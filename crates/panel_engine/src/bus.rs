//! Handle-based subscription bus for the engine's event stream.
//!
//! Listeners are registered per [`EventKind`] as either repeating
//! (`listen`) or one-shot (`once`); both return a [`ListenerHandle`] whose
//! `cancel` removes the registration. Events are delivered in registration
//! order on whichever thread calls `emit`; the panel uses a single emitter
//! thread, so handlers never run concurrently with each other.

use std::collections::HashMap;
use std::sync::atomic::{AtomicU64, Ordering};
use std::sync::{Arc, Mutex, Weak};

use crate::{EngineEvent, EventKind};

type Handler = Box<dyn FnMut(&EngineEvent) + Send>;

struct Listener {
    id: u64,
    once: bool,
    handler: Arc<Mutex<Handler>>,
}

#[derive(Default)]
struct Registry {
    listeners: HashMap<EventKind, Vec<Listener>>,
}

pub struct EventBus {
    registry: Mutex<Registry>,
    next_id: AtomicU64,
}

impl EventBus {
    pub fn new() -> Arc<Self> {
        Arc::new(Self {
            registry: Mutex::new(Registry::default()),
            next_id: AtomicU64::new(1),
        })
    }

    /// Registers a repeating listener for `kind`.
    pub fn listen(
        self: &Arc<Self>,
        kind: EventKind,
        handler: impl FnMut(&EngineEvent) + Send + 'static,
    ) -> ListenerHandle {
        self.register(kind, false, Box::new(handler))
    }

    /// Registers a listener that is removed after its first delivery.
    pub fn once(
        self: &Arc<Self>,
        kind: EventKind,
        handler: impl FnMut(&EngineEvent) + Send + 'static,
    ) -> ListenerHandle {
        self.register(kind, true, Box::new(handler))
    }

    fn register(self: &Arc<Self>, kind: EventKind, once: bool, handler: Handler) -> ListenerHandle {
        let id = self.next_id.fetch_add(1, Ordering::Relaxed);
        let mut registry = self.registry.lock().expect("bus registry poisoned");
        registry.listeners.entry(kind).or_default().push(Listener {
            id,
            once,
            handler: Arc::new(Mutex::new(handler)),
        });
        ListenerHandle {
            kind,
            id,
            bus: Arc::downgrade(self),
        }
    }

    /// Delivers `event` to every listener of its kind. One-shot listeners
    /// are unregistered before their handler runs, so a handler observing
    /// the bus never sees its own spent registration. Handlers are invoked
    /// outside the registry lock and may install or cancel listeners.
    pub fn emit(&self, event: EngineEvent) {
        let kind = event.kind();
        let due: Vec<Arc<Mutex<Handler>>> = {
            let mut registry = self.registry.lock().expect("bus registry poisoned");
            let Some(listeners) = registry.listeners.get_mut(&kind) else {
                return;
            };
            let due = listeners
                .iter()
                .map(|listener| Arc::clone(&listener.handler))
                .collect();
            listeners.retain(|listener| !listener.once);
            due
        };

        for handler in due {
            let mut handler = handler.lock().expect("bus handler poisoned");
            handler(&event);
        }
    }

    /// Number of live registrations for `kind`. Used by teardown assertions.
    pub fn listener_count(&self, kind: EventKind) -> usize {
        let registry = self.registry.lock().expect("bus registry poisoned");
        registry
            .listeners
            .get(&kind)
            .map_or(0, |listeners| listeners.len())
    }

    fn remove(&self, kind: EventKind, id: u64) {
        let mut registry = self.registry.lock().expect("bus registry poisoned");
        if let Some(listeners) = registry.listeners.get_mut(&kind) {
            listeners.retain(|listener| listener.id != id);
        }
    }
}

/// Cancellable registration. Cancelling is idempotent and a spent one-shot
/// handle cancels to a no-op; dropping the handle does not unregister.
#[derive(Clone)]
pub struct ListenerHandle {
    kind: EventKind,
    id: u64,
    bus: Weak<EventBus>,
}

impl ListenerHandle {
    pub fn cancel(&self) {
        if let Some(bus) = self.bus.upgrade() {
            bus.remove(self.kind, self.id);
        }
    }
}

→ **Goal of the exercise**
In the entries above, one line contains "let due: Vec<Arc<Mutex<Handler>>>" and another contains "for handler in". Reproduce exactly those two lines and the lines between them, nothing else.

→ **Exercise output**
        let due: Vec<Arc<Mutex<Handler>>> = {
            let mut registry = self.registry.lock().expect("bus registry poisoned");
            let Some(listeners) = registry.listeners.get_mut(&kind) else {
                return;
            };
            let due = listeners
                .iter()
                .map(|listener| Arc::clone(&listener.handler))
                .collect();
            listeners.retain(|listener| !listener.once);
            due
        };

        for handler in due {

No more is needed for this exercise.